A quick lesson we can draw from this is that it is still best to live in a standard home that is at most only 2 or 3 stories high, and when you build one, we recommend, if you can afford, make the walls a solid poured concrete so that each wall helps to bear the weight of the upper floors. If your house is built strong with load bearing walls, the weight is evenly distributed in all all sides, not just in the columns like most standard homes are built, to save on costs.
The ICF (Insulated Concrete Forms) is the ideal super strong home because it is made of solid poured walls that help to support the upper floors. It costs high, but you can sleep peacefully in it. Even earth movements or earthquakes cannot intimidate you. An ICF house is built like a rock.
If the building is designed like it is built on thin stilt like columns, it could be mathematically safe on paper, but it might not stand during earth movements which are very common in the Philippines being in an earthquake zone.
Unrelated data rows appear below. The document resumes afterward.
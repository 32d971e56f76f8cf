// src/algorithms/roc.rs

use super::config::CurveConfig;
use super::cross_val::out_of_fold_scores;
use super::curves::roc_curve;
use crate::core::{BinaryLabels, CurveError, Dataset, Labels, MacroCurve, Result, RocCurve, ScoreMatrix};
use crate::plot::{to_hex, Chart, HuePalette, Palette, Series};
use crate::traits::ProbabilisticClassifier;
use crate::utils::{area_under_curve, interp, unique_sorted};
use log::{debug, warn};
use plotters::style::BLACK;

/// Everything computed by a cross-validated ROC evaluation.
#[derive(Debug, Clone)]
pub struct RocEvaluation {
    pub chart: Chart,
    /// One curve per class, class `i` holding label `i + 1`.
    pub curves: Vec<RocCurve>,
    pub aucs: Vec<f64>,
    /// Mean of the interpolated class curves on the unified fpr axis.
    pub macro_curve: MacroCurve,
    pub macro_auc: f64,
}

/// Macro-average of per-class ROC curves.
///
/// Every curve is linearly interpolated onto the sorted union of all fpr
/// values and the interpolated tpr values are averaged with equal weight.
/// Returns the macro curve and its trapezoidal area.
pub fn macro_average_roc(curves: &[RocCurve]) -> Result<(MacroCurve, f64)> {
    if curves.is_empty() {
        return Err(CurveError::InvalidInput(
            "Cannot average zero ROC curves.".to_string(),
        ));
    }

    let all_fpr = unique_sorted(curves.iter().flat_map(|c| c.fpr.iter().copied()));
    let mut mean_tpr = vec![0.0; all_fpr.len()];
    for curve in curves {
        for (acc, tpr) in mean_tpr.iter_mut().zip(interp(&all_fpr, &curve.fpr, &curve.tpr)) {
            *acc += tpr;
        }
    }
    let n = curves.len() as f64;
    mean_tpr.iter_mut().for_each(|v| *v /= n);

    let auc = area_under_curve(&all_fpr, &mean_tpr)?;
    Ok((
        MacroCurve {
            x: all_fpr,
            y: mean_tpr,
        },
        auc,
    ))
}

/// Per-class ROC curves and their areas for a binarized label matrix.
pub fn per_class_roc(
    binary: &BinaryLabels,
    scores: &ScoreMatrix,
    drop_intermediate: bool,
) -> Result<(Vec<RocCurve>, Vec<f64>)> {
    if binary.dim() != scores.dim() {
        return Err(CurveError::IncompatibleDimensions(format!(
            "Label matrix is {:?} but score matrix is {:?}.",
            binary.dim(),
            scores.dim()
        )));
    }

    let mut curves = Vec::with_capacity(binary.ncols());
    let mut aucs = Vec::with_capacity(binary.ncols());
    for (class, (y, s)) in binary.columns().into_iter().zip(scores.columns()).enumerate() {
        let curve = roc_curve(y, s, drop_intermediate)?;
        let auc = area_under_curve(&curve.fpr, &curve.tpr)?;
        if auc.is_nan() {
            warn!("Class {} has an undefined ROC area; the macro average will be NaN.", class);
        }
        debug!("Class {}: {} ROC points, AUC {:.4}.", class, curve.len(), auc);
        curves.push(curve);
        aucs.push(auc);
    }
    Ok((curves, aucs))
}

/// Cross-validated, macro-averaged ROC evaluation of a classifier.
#[derive(Debug)]
pub struct RocAggregator<M: ProbabilisticClassifier + Clone> {
    model: M,
    config: CurveConfig,
    palette: Box<dyn Palette>,
}

impl<M: ProbabilisticClassifier + Clone> RocAggregator<M> {
    pub fn new(model: M, config: Option<CurveConfig>) -> Self {
        RocAggregator {
            model,
            config: config.unwrap_or_default(),
            palette: Box::new(HuePalette::default()),
        }
    }

    pub fn with_palette(mut self, palette: impl Palette + 'static) -> Self {
        self.palette = Box::new(palette);
        self
    }

    pub fn config(&self) -> &CurveConfig {
        &self.config
    }

    pub fn model(&self) -> &M {
        &self.model
    }

    pub fn evaluate(
        &self,
        instances: &Dataset,
        labels: &Labels,
        n_classes: usize,
        folds: usize,
    ) -> Result<RocEvaluation> {
        let (binary, scores) =
            out_of_fold_scores(&self.model, instances, labels, n_classes, &self.config.splitter(folds))?;
        let (curves, aucs) = per_class_roc(&binary, &scores, self.config.drop_intermediate)?;
        let (macro_curve, macro_auc) = macro_average_roc(&curves)?;
        debug!("Macro-average ROC AUC over {} classes: {:.4}.", n_classes, macro_auc);

        let chart = self.chart(&curves, &aucs, &macro_curve, macro_auc);
        Ok(RocEvaluation {
            chart,
            curves,
            aucs,
            macro_curve,
            macro_auc,
        })
    }

    fn chart(&self, curves: &[RocCurve], aucs: &[f64], macro_curve: &MacroCurve, macro_auc: f64) -> Chart {
        let mut chart = Chart::new(
            "Receiver operating characteristic",
            "False Positive Rate",
            "True Positive Rate",
        );
        let colors = self.palette.colors(curves.len());
        debug!(
            "ROC class colours: {:?}.",
            colors.iter().map(to_hex).collect::<Vec<_>>()
        );
        for (class, ((curve, auc), color)) in curves.iter().zip(aucs).zip(colors).enumerate() {
            chart.push_series(Series {
                label: Some(format!("ROC curve of class {} (area = {:.2})", class, auc)),
                color,
                line_width: 2,
                points: curve.points(),
            });
        }
        chart.push_series(Series {
            label: Some(format!("macro-average ROC curve (area = {:.2})", macro_auc)),
            color: self.palette.accent(),
            line_width: 4,
            points: macro_curve.x.iter().copied().zip(macro_curve.y.iter().copied()).collect(),
        });
        chart.push_series(Series {
            label: None,
            color: BLACK,
            line_width: 1,
            points: vec![(0.0, 0.0), (1.0, 1.0)],
        });
        chart
    }
}

/// Runs a default [`RocAggregator`] and returns the chart with the macro AUC.
pub fn roc_kfold_plot<M: ProbabilisticClassifier + Clone>(
    classifier: &M,
    instances: &Dataset,
    labels: &Labels,
    n_classes: usize,
    folds: usize,
) -> Result<(Chart, f64)> {
    let evaluation = RocAggregator::new(classifier.clone(), None).evaluate(instances, labels, n_classes, folds)?;
    Ok((evaluation.chart, evaluation.macro_auc))
}

#[cfg(test)]
mod tests {
    use super::*;
    use crate::models::NearestCentroid;
    use approx::assert_abs_diff_eq;
    use ndarray::{array, Array2};

    fn curve(points: &[(f64, f64)]) -> RocCurve {
        RocCurve {
            fpr: points.iter().map(|p| p.0).collect(),
            tpr: points.iter().map(|p| p.1).collect(),
            thresholds: vec![0.0; points.len()],
        }
    }

    #[test]
    fn test_vertical_segments_take_their_upper_value() -> Result<()> {
        let c = curve(&[(0.0, 0.0), (0.0, 0.5), (0.5, 0.5), (0.5, 1.0), (1.0, 1.0)]);
        let (m, auc) = macro_average_roc(&[c.clone(), c])?;
        assert_eq!(m.x, vec![0.0, 0.5, 1.0]);
        assert_eq!(m.y, vec![0.5, 1.0, 1.0]);
        // the staircase corner at 0.5 is cut by a straight segment, so the
        // macro area exceeds the 0.75 of the class curve
        assert_abs_diff_eq!(auc, 0.875);
        Ok(())
    }

    #[test]
    fn test_macro_auc_is_mean_of_class_aucs() -> Result<()> {
        let a = curve(&[(0.0, 0.0), (0.0, 1.0), (1.0, 1.0)]);
        let b = curve(&[(0.0, 0.0), (1.0, 1.0)]);
        let (m, auc) = macro_average_roc(&[a, b])?;
        assert_eq!(m.x, vec![0.0, 1.0]);
        assert_eq!(m.y, vec![0.5, 1.0]);
        assert_abs_diff_eq!(auc, 0.75);
        Ok(())
    }

    #[test]
    fn test_nan_class_poisons_macro() -> Result<()> {
        let good = curve(&[(0.0, 0.0), (0.5, 1.0), (1.0, 1.0)]);
        let degenerate = RocCurve {
            fpr: vec![0.0, 0.5, 1.0],
            tpr: vec![f64::NAN; 3],
            thresholds: vec![f64::INFINITY, 0.5, 0.1],
        };
        let (m, auc) = macro_average_roc(&[good, degenerate])?;
        assert!(m.y.iter().all(|v| v.is_nan()));
        assert!(auc.is_nan());
        Ok(())
    }

    #[test]
    fn test_empty_input_is_rejected() {
        assert!(macro_average_roc(&[]).is_err());
    }

    #[test]
    fn test_per_class_requires_matching_shapes() {
        let binary: BinaryLabels = array![[1, 0], [0, 1]];
        let scores: ScoreMatrix = Array2::zeros((2, 3));
        assert!(matches!(
            per_class_roc(&binary, &scores, true),
            Err(CurveError::IncompatibleDimensions(_))
        ));
    }

    #[test]
    fn test_chart_has_class_macro_and_reference_series() -> Result<()> {
        let labels: Labels = (0..12).map(|i| i % 3 + 1).collect();
        let x: Dataset = Array2::from_shape_fn((12, 1), |(i, _)| labels[i] as f64);
        let evaluation = RocAggregator::new(NearestCentroid::new(), None).evaluate(&x, &labels, 3, 2)?;

        assert_eq!(evaluation.chart.series.len(), 5);
        let legend = evaluation.chart.legend();
        assert_eq!(legend[0], "ROC curve of class 0 (area = 1.00)");
        assert_eq!(legend.len(), 4);
        assert_eq!(evaluation.chart.x_label, "False Positive Rate");
        let reference = evaluation.chart.series.last().map(|s| s.points.clone());
        assert_eq!(reference, Some(vec![(0.0, 0.0), (1.0, 1.0)]));
        assert_abs_diff_eq!(evaluation.macro_auc, 1.0);
        Ok(())
    }

    #[test]
    fn test_macro_curve_stands_apart_from_class_colours() -> Result<()> {
        let labels: Labels = (0..12).map(|i| i % 3 + 1).collect();
        let x: Dataset = Array2::from_shape_fn((12, 1), |(i, _)| labels[i] as f64);
        let evaluation = RocAggregator::new(NearestCentroid::new(), None).evaluate(&x, &labels, 3, 2)?;

        let series = &evaluation.chart.series;
        let macro_series = &series[3];
        assert!(macro_series.label.as_deref().map_or(false, |l| l.starts_with("macro-average")));
        assert_eq!(macro_series.color, HuePalette::default().accent());
        for class_series in &series[..3] {
            assert_ne!(class_series.color, macro_series.color);
            assert!(class_series.line_width < macro_series.line_width);
        }
        Ok(())
    }
}
// src/plot/chart.rs
use crate::core::{CurveError, Result};
use plotters::coord::Shift;
use plotters::prelude::*;
use std::fmt;

const DEFAULT_SIZE: (u32, u32) = (640, 480);

/// One polyline in a chart.
#[derive(Debug, Clone)]
pub struct Series {
    /// Legend text; `None` keeps the series out of the legend.
    pub label: Option<String>,
    pub color: RGBColor,
    pub line_width: u32,
    pub points: Vec<(f64, f64)>,
}

/// In-memory figure: axes, labels and an ordered list of series.
///
/// Nothing is rendered until [`Chart::to_svg`] or [`Chart::draw_on`] is
/// called, and the crate never writes a chart to disk itself.
#[derive(Debug, Clone)]
pub struct Chart {
    pub title: String,
    pub x_label: String,
    pub y_label: String,
    pub x_range: (f64, f64),
    pub y_range: (f64, f64),
    pub size: (u32, u32),
    pub series: Vec<Series>,
}

fn plot_error<E: fmt::Display>(err: E) -> CurveError {
    CurveError::PlotError(err.to_string())
}

impl Chart {
    pub fn new(title: impl Into<String>, x_label: impl Into<String>, y_label: impl Into<String>) -> Self {
        Chart {
            title: title.into(),
            x_label: x_label.into(),
            y_label: y_label.into(),
            x_range: (0.0, 1.0),
            y_range: (0.0, 1.05),
            size: DEFAULT_SIZE,
            series: Vec::new(),
        }
    }

    pub fn with_size(mut self, width: u32, height: u32) -> Self {
        self.size = (width, height);
        self
    }

    pub fn push_series(&mut self, series: Series) {
        self.series.push(series);
    }

    /// Legend entries in drawing order.
    pub fn legend(&self) -> Vec<&str> {
        self.series.iter().filter_map(|s| s.label.as_deref()).collect()
    }

    /// Draws the chart onto any plotters drawing area.
    pub fn draw_on<DB: DrawingBackend>(&self, root: &DrawingArea<DB, Shift>) -> Result<()> {
        root.fill(&WHITE).map_err(plot_error)?;

        let mut chart = ChartBuilder::on(root)
            .margin(20)
            .caption(&self.title, ("sans-serif", 22))
            .x_label_area_size(45)
            .y_label_area_size(45)
            .build_cartesian_2d(self.x_range.0..self.x_range.1, self.y_range.0..self.y_range.1)
            .map_err(plot_error)?;

        chart
            .configure_mesh()
            .x_desc(self.x_label.as_str())
            .y_desc(self.y_label.as_str())
            .draw()
            .map_err(plot_error)?;

        for series in &self.series {
            let style = series.color.stroke_width(series.line_width);
            // NaN rates from degenerate classes cannot be placed on the canvas
            let points: Vec<(f64, f64)> = series
                .points
                .iter()
                .copied()
                .filter(|(x, y)| x.is_finite() && y.is_finite())
                .collect();
            let drawn = chart
                .draw_series(LineSeries::new(points, style))
                .map_err(plot_error)?;
            if let Some(label) = &series.label {
                drawn
                    .label(label.clone())
                    .legend(move |(x, y)| PathElement::new(vec![(x, y), (x + 20, y)], style));
            }
        }

        chart
            .configure_series_labels()
            .position(SeriesLabelPosition::LowerRight)
            .label_font(("sans-serif", 10))
            .background_style(&WHITE.mix(0.8))
            .border_style(&BLACK)
            .draw()
            .map_err(plot_error)?;

        root.present().map_err(plot_error)?;
        Ok(())
    }

    /// Renders the chart to an SVG document held in memory.
    pub fn to_svg(&self) -> Result<String> {
        let mut buffer = String::new();
        {
            let root = SVGBackend::with_string(&mut buffer, self.size).into_drawing_area();
            self.draw_on(&root)?;
        }
        Ok(buffer)
    }
}
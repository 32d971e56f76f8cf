// src/algorithms/precision_recall.rs

use super::config::CurveConfig;
use super::cross_val::out_of_fold_scores;
use super::curves::{average_precision_from_curve, precision_recall_curve};
use crate::core::{BinaryLabels, CurveError, Dataset, Labels, PrCurve, Result, ScoreMatrix};
use crate::plot::{to_hex, Chart, HuePalette, Palette, Series};
use crate::traits::ProbabilisticClassifier;
use log::{debug, warn};

/// Everything computed by a cross-validated precision-recall evaluation.
#[derive(Debug, Clone)]
pub struct PrEvaluation {
    pub chart: Chart,
    /// One curve per class, class `i` holding label `i + 1`.
    pub curves: Vec<PrCurve>,
    pub average_precisions: Vec<f64>,
    /// Plain mean of `average_precisions`.
    pub mean_average_precision: f64,
}

/// Per-class precision-recall curves and average precisions.
pub fn per_class_precision_recall(
    binary: &BinaryLabels,
    scores: &ScoreMatrix,
) -> Result<(Vec<PrCurve>, Vec<f64>)> {
    if binary.dim() != scores.dim() {
        return Err(CurveError::IncompatibleDimensions(format!(
            "Label matrix is {:?} but score matrix is {:?}.",
            binary.dim(),
            scores.dim()
        )));
    }

    let mut curves = Vec::with_capacity(binary.ncols());
    let mut average_precisions = Vec::with_capacity(binary.ncols());
    for (class, (y, s)) in binary.columns().into_iter().zip(scores.columns()).enumerate() {
        let curve = precision_recall_curve(y, s)?;
        let ap = average_precision_from_curve(&curve);
        if ap.is_nan() {
            warn!("Class {} has an undefined average precision; the mean will be NaN.", class);
        }
        debug!("Class {}: {} PR points, average precision {:.4}.", class, curve.len(), ap);
        curves.push(curve);
        average_precisions.push(ap);
    }
    Ok((curves, average_precisions))
}

/// Arithmetic mean of per-class average precisions.
///
/// Unlike the ROC macro-average there is no interpolation onto a shared
/// axis; each class contributes its scalar score with equal weight.
pub fn mean_average_precision(average_precisions: &[f64]) -> Result<f64> {
    if average_precisions.is_empty() {
        return Err(CurveError::InvalidInput(
            "Cannot average zero precision scores.".to_string(),
        ));
    }
    Ok(average_precisions.iter().sum::<f64>() / average_precisions.len() as f64)
}

/// Cross-validated precision-recall evaluation of a classifier.
#[derive(Debug)]
pub struct PrAggregator<M: ProbabilisticClassifier + Clone> {
    model: M,
    config: CurveConfig,
    palette: Box<dyn Palette>,
}

impl<M: ProbabilisticClassifier + Clone> PrAggregator<M> {
    pub fn new(model: M, config: Option<CurveConfig>) -> Self {
        PrAggregator {
            model,
            config: config.unwrap_or_default(),
            palette: Box::new(HuePalette::default()),
        }
    }

    pub fn with_palette(mut self, palette: impl Palette + 'static) -> Self {
        self.palette = Box::new(palette);
        self
    }

    pub fn config(&self) -> &CurveConfig {
        &self.config
    }

    pub fn model(&self) -> &M {
        &self.model
    }

    pub fn evaluate(
        &self,
        instances: &Dataset,
        labels: &Labels,
        n_classes: usize,
        folds: usize,
    ) -> Result<PrEvaluation> {
        let (binary, scores) =
            out_of_fold_scores(&self.model, instances, labels, n_classes, &self.config.splitter(folds))?;
        let (curves, average_precisions) = per_class_precision_recall(&binary, &scores)?;
        let mean = mean_average_precision(&average_precisions)?;
        debug!("Mean average precision over {} classes: {:.4}.", n_classes, mean);

        let mut chart = Chart::new("Precision-recall", "Recall", "Precision");
        let colors = self.palette.colors(curves.len());
        debug!(
            "Precision-recall class colours: {:?}.",
            colors.iter().map(to_hex).collect::<Vec<_>>()
        );
        for (class, ((curve, ap), color)) in curves.iter().zip(&average_precisions).zip(colors).enumerate() {
            chart.push_series(Series {
                label: Some(format!("Precision-recall for class {} (area = {:.2})", class, ap)),
                color,
                line_width: 2,
                points: curve.points(),
            });
        }

        Ok(PrEvaluation {
            chart,
            curves,
            average_precisions,
            mean_average_precision: mean,
        })
    }
}

/// Runs a default [`PrAggregator`] and returns the chart with the mean
/// average precision.
pub fn pr_kfold_plot<M: ProbabilisticClassifier + Clone>(
    classifier: &M,
    instances: &Dataset,
    labels: &Labels,
    n_classes: usize,
    folds: usize,
) -> Result<(Chart, f64)> {
    let evaluation = PrAggregator::new(classifier.clone(), None).evaluate(instances, labels, n_classes, folds)?;
    Ok((evaluation.chart, evaluation.mean_average_precision))
}

#[cfg(test)]
mod tests {
    use super::*;
    use crate::models::NearestCentroid;
    use crate::plot::RandomHexPalette;
    use approx::assert_abs_diff_eq;
    use ndarray::{array, Array2};

    #[test]
    fn test_mean_is_plain_average() -> Result<()> {
        assert_abs_diff_eq!(mean_average_precision(&[1.0, 0.5, 0.0])?, 0.5);
        assert!(mean_average_precision(&[]).is_err());
        assert!(mean_average_precision(&[1.0, f64::NAN])?.is_nan());
        Ok(())
    }

    #[test]
    fn test_per_class_scores_match_hand_computation() -> Result<()> {
        let binary: BinaryLabels = array![[1, 0], [0, 1], [1, 0], [0, 1]];
        let scores: ScoreMatrix = array![[0.9, 0.1], [0.6, 0.4], [0.3, 0.7], [0.2, 0.8]];
        let (curves, aps) = per_class_precision_recall(&binary, &scores)?;
        assert_eq!(curves.len(), 2);
        // class 0 ranking: 0.9 (+), 0.6 (-), 0.3 (+)
        assert_abs_diff_eq!(aps[0], 0.5 * 1.0 + 0.5 * (2.0 / 3.0), epsilon = 1e-12);
        // class 1 ranking: 0.8 (+), 0.7 (-), 0.4 (+)
        assert_abs_diff_eq!(aps[1], 0.5 * 1.0 + 0.5 * (2.0 / 3.0), epsilon = 1e-12);
        for curve in &curves {
            assert_eq!(curve.recall.last().copied(), Some(0.0));
            assert_eq!(curve.precision.last().copied(), Some(1.0));
        }
        Ok(())
    }

    #[test]
    fn test_chart_lists_every_class() -> Result<()> {
        let labels: Labels = (0..12).map(|i| i % 3 + 1).collect();
        let x: Dataset = Array2::from_shape_fn((12, 1), |(i, _)| labels[i] as f64);
        let evaluation = PrAggregator::new(NearestCentroid::new(), None)
            .with_palette(RandomHexPalette::new(5))
            .evaluate(&x, &labels, 3, 4)?;

        assert_eq!(
            evaluation.chart.legend(),
            vec![
                "Precision-recall for class 0 (area = 1.00)",
                "Precision-recall for class 1 (area = 1.00)",
                "Precision-recall for class 2 (area = 1.00)",
            ]
        );
        assert_eq!(evaluation.chart.x_label, "Recall");
        let colors = RandomHexPalette::new(5).colors(3);
        for (series, color) in evaluation.chart.series.iter().zip(colors) {
            assert_eq!(series.color, color);
        }
        assert_abs_diff_eq!(evaluation.mean_average_precision, 1.0);
        Ok(())
    }
}
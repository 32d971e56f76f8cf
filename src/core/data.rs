// src/core/data.rs
use ndarray::{Array1, Array2};
use std::fmt;

/// Feature table: one row per sample, one column per feature.
pub type Dataset = Array2<f64>;

/// Integer class labels, one per sample, with values in `1..=n_classes`.
pub type Labels = Array1<usize>;

/// Per-class probability scores, shape `(n_samples, n_classes)`.
pub type ScoreMatrix = Array2<f64>;

/// One-hot label matrix, shape `(n_samples, n_classes)`. Column `i` holds label `i + 1`.
pub type BinaryLabels = Array2<u8>;

/// Receiver operating characteristic of a single class.
#[derive(Debug, Clone)]
pub struct RocCurve {
    /// False positive rates, non-decreasing.
    pub fpr: Vec<f64>,
    /// True positive rates, non-decreasing.
    pub tpr: Vec<f64>,
    /// Decision threshold for each point. The first one is `+inf`.
    pub thresholds: Vec<f64>,
}

impl RocCurve {
    pub fn len(&self) -> usize {
        self.fpr.len()
    }

    pub fn is_empty(&self) -> bool {
        self.fpr.is_empty()
    }

    pub fn points(&self) -> Vec<(f64, f64)> {
        self.fpr.iter().copied().zip(self.tpr.iter().copied()).collect()
    }
}

/// Precision-recall curve of a single class.
///
/// Points are ordered by increasing threshold, so recall decreases along the
/// curve. The last point is always `(recall = 0, precision = 1)` and has no
/// threshold of its own, hence `thresholds.len() == precision.len() - 1`.
#[derive(Debug, Clone)]
pub struct PrCurve {
    pub precision: Vec<f64>,
    pub recall: Vec<f64>,
    pub thresholds: Vec<f64>,
}

impl PrCurve {
    pub fn len(&self) -> usize {
        self.precision.len()
    }

    pub fn is_empty(&self) -> bool {
        self.precision.is_empty()
    }

    /// `(recall, precision)` pairs, the order in which the curve is plotted.
    pub fn points(&self) -> Vec<(f64, f64)> {
        self.recall.iter().copied().zip(self.precision.iter().copied()).collect()
    }
}

/// Curve of the macro-average over classes, defined on the unified fpr axis.
#[derive(Debug, Clone)]
pub struct MacroCurve {
    pub x: Vec<f64>,
    pub y: Vec<f64>,
}

impl fmt::Display for RocCurve {
    fn fmt(&self, f: &mut fmt::Formatter<'_>) -> fmt::Result {
        writeln!(f, "ROC curve ({} points):", self.len())?;
        for ((fpr, tpr), thr) in self.fpr.iter().zip(&self.tpr).zip(&self.thresholds).take(10) {
            writeln!(f, "  fpr {:.4}  tpr {:.4}  threshold {:.4}", fpr, tpr, thr)?;
        }
        if self.len() > 10 {
            writeln!(f, "  ...")?;
        }
        Ok(())
    }
}
// src/utils/binarize.rs
use crate::core::{BinaryLabels, CurveError, Labels, Result};

/// One-hot encodes `labels` over the classes `1..=n_classes`.
///
/// Column `i` of the result corresponds to label `i + 1`. A label outside
/// that range means the class count does not describe the data, which is
/// reported as a dimension mismatch.
pub fn label_binarize(labels: &Labels, n_classes: usize) -> Result<BinaryLabels> {
    if n_classes == 0 {
        return Err(CurveError::InvalidInput(
            "Number of classes must be at least 1.".to_string(),
        ));
    }
    if labels.is_empty() {
        return Err(CurveError::InvalidInput("Label vector cannot be empty.".to_string()));
    }

    let mut binary = BinaryLabels::zeros((labels.len(), n_classes));
    for (row, &label) in labels.iter().enumerate() {
        if label == 0 || label > n_classes {
            return Err(CurveError::IncompatibleDimensions(format!(
                "Label {} at sample {} is outside the class range 1..={}.",
                label, row, n_classes
            )));
        }
        binary[[row, label - 1]] = 1;
    }
    Ok(binary)
}

/// Sorted distinct labels present in `labels`.
pub fn distinct_labels(labels: &Labels) -> Vec<usize> {
    let mut classes: Vec<usize> = labels.to_vec();
    classes.sort_unstable();
    classes.dedup();
    classes
}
One common practice among contractors nowadays is that they do not give ample time for the columns to fully cure as they build, they just immediately continue to build the next floor before the column can fully cure. A standard concrete column will need at least 28 days fully cure.
Based on reports so far, the final cause is still under investigation. But the owner/contractor could likely have prevented or reduced the disaster by doing these:
-Do not build beyond the approved permit. Reports say the project was approved as a 9-storey condo-hotel, but authorities were looking into a possible added 10th-floor swimming pool. That kind of added load should never be done without new structural design, permits, and engineering approval.
-Do not let workers sleep inside or under an active construction site. Officials are investigating why workers’ barracks were allegedly placed under/inside the structure. That greatly increased the death toll risk when the collapse happened before dawn.
-Stop work immediately when there are structural warning signs. Cracks, sagging slabs, unusual sounds, settlement, leaning scaffolds, overloaded floors, or water leakage should trigger evacuation and third-party inspection.
-Get an independent structural audit before adding major loads. A rooftop pool is extremely heavy. It needs calculation for dead load, water load, seismic/wind forces, column capacity, beam/slab capacity, foundation capacity, and construction-stage stability.
-Strictly follow DOLE/OSH safety orders. DOLE had reportedly issued a work stoppage in 2025 over safety violations, later lifted after compliance. A site with a prior stoppage should have been monitored more aggressively.
-Require proper inspections by the LGU, engineers, and building officials. Investigators are also looking at whether officials failed to inspect the site properly.
-Keep nearby buildings and public areas protected. The collapse reportedly damaged a nearby apartelle and killed a Malaysian tourist nearby, so exclusion zones, shoring, and evacuation planning should have been in place.
-The simplest lesson: never modify the design, add floors, add pools, or house workers on-site without full engineering approval and safety clearance.